Does Galatians 6:10 Authorize The Church to Give to Non-Saints? Part 7
March 18th, 2003
I think I understand what your point is, but we simply disagree. The premise that you are setting forth is that in ALL cases when the scriptures address individuals, that means individuals ONLY and in ALL cases when the scriptures address the church, that means the church ONLY. For you (in your mind) to accept that Galatians 6:1-10 is speaking to churches would mean that you (in your mind) would have to prevent individuals from doing benevolence. (If that is not correct, let me know). However, the hermeneutic here is flawed. The assumption from which you begin is incorrect. You fail to realize that the church is made up of individual members and as such individuals must always be involved when the church acts corporately whether that is through worship, evangelism, or benevolence and that sometimes individuals can act on the behalf of the church outside the context of the assembly (such as an eldership making a decision for the church or the preacher writing an article for the newspaper on behalf of the church).

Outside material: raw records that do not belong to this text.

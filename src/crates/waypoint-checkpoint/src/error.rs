//! Error types for checkpoint operations

use thiserror::Error;

/// Result type for checkpoint operations
pub type Result<T> = std::result::Result<T, CheckpointError>;

/// Errors that can occur during checkpoint operations
#[derive(Error, Debug)]
pub enum CheckpointError {
    /// Checkpoint not found
    #[error("Checkpoint not found: {0}")]
    NotFound(String),

    /// Serialization error
    #[error("Serialization error: {0}")]
    Serialization(#[from] serde_json::Error),

    /// Storage backend error
    #[error("Storage error: {0}")]
    Storage(String),

    /// Invalid checkpoint or config
    #[error("Invalid checkpoint: {0}")]
    Invalid(String),

    /// I/O error
    #[error("I/O error: {0}")]
    Io(#[from] std::io::Error),
}

#[cfg(feature = "sqlite")]
impl From<sqlx::Error> for CheckpointError {
    fn from(err: sqlx::Error) -> Self {
        CheckpointError::Storage(err.to_string())
    }
}

#[cfg(feature = "sqlite")]
impl From<sqlx::migrate::MigrateError> for CheckpointError {
    fn from(err: sqlx::migrate::MigrateError) -> Self {
        CheckpointError::Storage(format!("Migration failed: {}", err))
    }
}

To say that Galatians 6:1-10 applies to individuals ONLY is simply not warranted from the text (that was why I went through the text again and emphasized the plural number in my last e-mail). There is absolutely no way to prove that Paul was only addressing Christians on an individual level ONLY. The “proof” that you set forth is really a by-product of the doctrine of saints-only. It goes something like this: “The Bible teaches that the church may give money from the treasury to saints only. Therefore, Galatians 6:10 MUST be talking about individuals and not the church. This must be true or else my doctrine is wrong. It is impossible for my doctrine to be wrong, therefore it must be true that Paul is ONLY addressing individuals.” You assume this to be true because your doctrine demands it, not because the text warrants it. This assumes the very thing that you must prove. And that kind of reasoning is not sufficient to establish truth.
Additionally, to say that the actions in Galatians 6:1-10 were “individual, not corporate” implies that Paul wrote the letter to the churches but did not give the churches any corporate action which they needed to take to correct the problems they faced from the Judaizing teachers. It puts one in the position of affirming that Paul wrote to the churches to correct a problem that was in the church, but that Paul had no expectation of the church to take any corrective action in that regard. Such a position contradicts the purpose for which Paul wrote the letter to the “churches” of Galatia. I would really like to hear your answer to this particular item.
You have got to at least acknowledge that the general thrust of the letter was written to the CHURCHES, not to individuals. As such, when Paul uses the plural number the FIRST thing that we must expect is that he is addressing the church. Addressing individuals would, therefore, be an exception to the general thrust of the epistle and must be PROVEN to be addressed to individuals ONLY. So for your case to stand, you must prove that Galatians 6:1-10 can ONLY be addressed to individuals. It just is not sufficient to say, “I think,” or “It seems to me” or “It appears to be this way;” it must be PROVEN that individuals ONLY were being addressed in Galatians 6:1-10. This is impossible to do given the plural nature of the verbs in that chapter.
My argument from 1 Corinthians 11 is that just as the plurality of the verbs in 1 Corinthians 11 make that corporate action so also the plurality of the verb in Galatians 6:1-10 makes that corporate action. An inspired writer does NOT have to use the word “together” every single time he wants to indicate corporate action. The same elements in 1 Corinthians 11 that make the action there corporate are found in Galatians as well.